Reclamation, the act of taking something back or reasserting a right, is a great concept that is alive and well in the ex-church community. The idea that we could not do something and now we are in a place to be free to do that is certainly empowering, and something that is considered perhaps deviant or even satanic is even more empowering, a real middle finger to the former stuffiness of culty behavior control. And while I like metal anyways, and did listen to it even when still identifying as some version of religious, I find the metal music that is overtly anti-christian to be very powerful stuff. Zeal & Ardor is on many of my playlists, as songs like “Church Burns,” “Death to the Holy,” and “Devil is Fine” all convey emotions that I feel when thinking about my fundie evangelical upbringing.

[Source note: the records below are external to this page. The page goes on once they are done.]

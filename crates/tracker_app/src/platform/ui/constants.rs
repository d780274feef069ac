//! Element ids, control names and action markers shared by layout, render and
//! event translation.

pub const APP_NAME: &str = "Job Notification Tracker";

pub const ELEMENT_APP_NAME: &str = "app-name";
pub const ELEMENT_NAV: &str = "app-nav";
pub const ELEMENT_PAGE_TITLE: &str = "page-title";
pub const ELEMENT_PAGE_SUBTEXT: &str = "page-subtext";
pub const ELEMENT_PAGE_BODY: &str = "page-body";
pub const ELEMENT_PAGE_RESULTS: &str = "page-results";
pub const ELEMENT_MODAL_CONTENT: &str = "job-modal-content";
pub const ELEMENT_FOOTER: &str = "app-footer";

pub const ACTION_VIEW: &str = "view";
pub const ACTION_SAVE: &str = "save";
pub const ACTION_APPLY: &str = "apply";
pub const ACTION_CLOSE_MODAL: &str = "close-modal";
pub const ACTION_MODAL_BACKDROP: &str = "modal-backdrop";
pub const ACTION_RESET_PREFERENCES: &str = "reset-preferences";

pub const INPUT_KEYWORD: &str = "filter-keyword";
pub const SELECT_LOCATION: &str = "filter-location";
pub const SELECT_MODE: &str = "filter-mode";
pub const SELECT_EXPERIENCE: &str = "filter-experience";
pub const SELECT_SOURCE: &str = "filter-source";
pub const SELECT_SORT: &str = "filter-sort";
pub const TOGGLE_ONLY_MATCHES: &str = "filter-only-matches";

pub const INPUT_ROLE_KEYWORDS: &str = "pref-role-keywords";
pub const CHECK_LOCATION: &str = "pref-location";
pub const CHECK_MODE: &str = "pref-mode";
pub const SELECT_PREF_EXPERIENCE: &str = "pref-experience";
pub const INPUT_SKILLS: &str = "pref-skills";
pub const RANGE_MIN_SCORE: &str = "pref-min-score";

pub const KEY_ESCAPE: &str = "Escape";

Now, when church people see someone who has left the church (or “fallen away” to use their pejorative terminology) reclaiming some set of behaviors, they will inevitably call it sin and cast aspersions as if this person is living a wild life full of debauchery in order to keep other church folks from realizing how freeing it is to be outside of religion. That poor confused soul, sleeping around like the whore of Babylon they might gossip, when really someone left the toxic teachings of purity culture and is exploring their sexuality in a natural, healthy, consensual way. I mean, it kind of hilariously still comes down to drugs, sex, and rock’n’roll. The church hates when people leave and start having fun, doing drugs recreationally or for spiritual reasons outside of the church, having sex in consensual not-serving-the-patriarchy type ways, and listening to secular music. I cannot strongly recommend exploring drugs, sex, and rock’n’roll enough (in safe and consensual ways!). Or whatever, watch R-rated movies, read erotica, dress in slacks, dye your hair, seriously, you do you. You’re awesome, you get to exist, and leaving the church is a huge breath of fresh air for people, and they want to explore! Sometimes these behaviors can move outside of the safe/healthy space, but for a lot of people who were raised in high-control religion there are developmental marks that were stifled or prohibited, so some people try to make up for lost time! And you know what, that makes sense, even if the therapist part of my brain can’t help but caution against it. If you leave the church in your thirties and you want to hit the developmental markers you missed in your teen years, you do you. There are healthy, supportive ways to do that, but yeah, reclaim that shit. Reclaim fucking everything. I love that slogan (I’m on a secular therapist directory called the Reclamation Collective) and this process of reclamation is healing, it’s natural and healthy, and it can be so, so empowering. And maybe you weren’t raised religious, but your growth and development were stifled by a parent with an addiction, or a parent with untreated anxiety, or just by being poor, by whatever, reclaim it when you find yourself in a place to be able to do that! I see you, I support you. Get out there and reclaim what you missed out on! Enjoy your halloween dress-up and other spooky season celebrating! And of course, cheers to the drugs, sex, and rock’n’roll!